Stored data
##############################

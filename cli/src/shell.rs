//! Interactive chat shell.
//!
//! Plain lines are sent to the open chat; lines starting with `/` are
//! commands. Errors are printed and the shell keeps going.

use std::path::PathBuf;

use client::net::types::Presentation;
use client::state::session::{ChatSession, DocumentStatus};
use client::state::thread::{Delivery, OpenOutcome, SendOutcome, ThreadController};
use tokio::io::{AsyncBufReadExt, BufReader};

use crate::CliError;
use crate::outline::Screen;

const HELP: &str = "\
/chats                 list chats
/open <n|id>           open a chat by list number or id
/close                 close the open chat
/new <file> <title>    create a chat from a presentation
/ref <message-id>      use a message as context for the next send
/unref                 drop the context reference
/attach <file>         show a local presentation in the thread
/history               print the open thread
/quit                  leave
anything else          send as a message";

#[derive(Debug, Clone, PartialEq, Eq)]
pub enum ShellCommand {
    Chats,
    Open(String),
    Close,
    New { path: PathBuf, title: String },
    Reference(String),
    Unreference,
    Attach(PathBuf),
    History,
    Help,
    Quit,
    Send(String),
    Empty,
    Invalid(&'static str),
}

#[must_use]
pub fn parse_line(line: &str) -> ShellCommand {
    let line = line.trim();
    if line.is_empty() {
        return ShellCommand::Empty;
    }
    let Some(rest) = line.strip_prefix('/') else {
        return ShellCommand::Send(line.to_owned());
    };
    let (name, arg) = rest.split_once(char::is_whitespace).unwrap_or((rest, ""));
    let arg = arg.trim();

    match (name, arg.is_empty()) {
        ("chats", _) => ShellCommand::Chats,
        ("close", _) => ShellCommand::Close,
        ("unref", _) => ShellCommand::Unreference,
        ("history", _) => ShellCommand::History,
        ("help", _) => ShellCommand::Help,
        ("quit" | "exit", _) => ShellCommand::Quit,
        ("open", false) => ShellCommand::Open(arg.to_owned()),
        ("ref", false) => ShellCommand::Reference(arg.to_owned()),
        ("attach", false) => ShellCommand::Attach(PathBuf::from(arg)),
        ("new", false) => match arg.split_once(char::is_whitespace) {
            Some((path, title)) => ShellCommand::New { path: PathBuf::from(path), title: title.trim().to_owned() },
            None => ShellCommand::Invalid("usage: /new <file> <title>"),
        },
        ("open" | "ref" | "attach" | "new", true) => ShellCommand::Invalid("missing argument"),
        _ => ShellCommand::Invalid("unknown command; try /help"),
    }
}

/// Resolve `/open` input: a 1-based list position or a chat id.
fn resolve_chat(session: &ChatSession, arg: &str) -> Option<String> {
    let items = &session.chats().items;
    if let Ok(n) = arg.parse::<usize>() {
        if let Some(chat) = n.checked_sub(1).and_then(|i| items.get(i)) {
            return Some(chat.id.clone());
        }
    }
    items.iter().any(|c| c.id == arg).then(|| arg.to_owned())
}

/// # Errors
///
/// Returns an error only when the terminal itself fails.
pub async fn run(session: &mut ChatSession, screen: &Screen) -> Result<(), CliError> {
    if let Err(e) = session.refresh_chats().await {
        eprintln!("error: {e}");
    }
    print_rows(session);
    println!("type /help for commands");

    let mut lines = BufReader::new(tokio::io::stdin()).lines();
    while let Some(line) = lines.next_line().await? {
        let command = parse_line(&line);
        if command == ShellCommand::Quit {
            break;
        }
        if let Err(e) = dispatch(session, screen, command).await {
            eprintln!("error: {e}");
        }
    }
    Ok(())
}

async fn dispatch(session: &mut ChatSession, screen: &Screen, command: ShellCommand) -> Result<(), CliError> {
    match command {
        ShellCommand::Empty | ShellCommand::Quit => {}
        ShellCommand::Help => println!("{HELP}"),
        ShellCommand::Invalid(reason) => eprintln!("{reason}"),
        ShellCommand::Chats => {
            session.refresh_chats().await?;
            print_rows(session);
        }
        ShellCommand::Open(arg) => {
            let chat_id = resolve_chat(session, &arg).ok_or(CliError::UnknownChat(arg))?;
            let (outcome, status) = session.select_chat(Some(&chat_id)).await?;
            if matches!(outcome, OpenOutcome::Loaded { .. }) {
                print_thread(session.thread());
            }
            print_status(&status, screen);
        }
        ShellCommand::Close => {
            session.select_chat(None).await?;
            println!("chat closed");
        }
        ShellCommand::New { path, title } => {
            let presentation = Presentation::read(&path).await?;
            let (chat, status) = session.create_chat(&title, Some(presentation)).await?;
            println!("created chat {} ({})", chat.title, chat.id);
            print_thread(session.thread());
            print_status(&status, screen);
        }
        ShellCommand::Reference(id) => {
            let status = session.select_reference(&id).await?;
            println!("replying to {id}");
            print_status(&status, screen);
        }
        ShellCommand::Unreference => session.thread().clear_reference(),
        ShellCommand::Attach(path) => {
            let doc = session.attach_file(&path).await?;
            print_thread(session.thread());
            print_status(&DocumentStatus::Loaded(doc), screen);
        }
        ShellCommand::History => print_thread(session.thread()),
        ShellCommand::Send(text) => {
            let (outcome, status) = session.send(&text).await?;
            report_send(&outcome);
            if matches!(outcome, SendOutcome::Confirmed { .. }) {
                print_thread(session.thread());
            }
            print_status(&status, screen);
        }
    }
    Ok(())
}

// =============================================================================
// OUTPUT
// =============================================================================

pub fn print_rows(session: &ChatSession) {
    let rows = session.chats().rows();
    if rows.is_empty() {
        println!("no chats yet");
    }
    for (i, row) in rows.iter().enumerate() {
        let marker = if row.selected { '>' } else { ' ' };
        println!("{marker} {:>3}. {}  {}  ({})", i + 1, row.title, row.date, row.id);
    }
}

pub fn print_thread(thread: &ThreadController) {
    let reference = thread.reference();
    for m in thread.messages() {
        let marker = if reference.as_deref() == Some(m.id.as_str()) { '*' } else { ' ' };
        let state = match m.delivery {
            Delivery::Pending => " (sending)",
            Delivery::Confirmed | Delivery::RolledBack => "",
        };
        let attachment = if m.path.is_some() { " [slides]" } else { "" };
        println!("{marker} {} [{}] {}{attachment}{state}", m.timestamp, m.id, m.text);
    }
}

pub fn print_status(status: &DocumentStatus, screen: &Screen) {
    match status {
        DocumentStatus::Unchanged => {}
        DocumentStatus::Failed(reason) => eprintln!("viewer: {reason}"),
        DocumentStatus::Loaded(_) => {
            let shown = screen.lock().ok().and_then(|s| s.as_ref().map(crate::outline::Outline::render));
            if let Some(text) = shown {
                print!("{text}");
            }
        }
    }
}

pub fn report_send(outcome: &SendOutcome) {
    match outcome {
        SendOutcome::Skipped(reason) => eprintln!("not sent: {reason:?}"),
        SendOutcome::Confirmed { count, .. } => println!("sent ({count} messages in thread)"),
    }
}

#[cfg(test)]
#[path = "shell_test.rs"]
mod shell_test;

##############################

§ What is needed:
Whenever a line above includes "items", copy it in full.

§ Response to this task:
    let items = &session.chats().items;
        if let Some(chat) = n.checked_sub(1).and_then(|i| items.get(i)) {
    items.iter().any(|c| c.id == arg).then(|| arg.to_owned())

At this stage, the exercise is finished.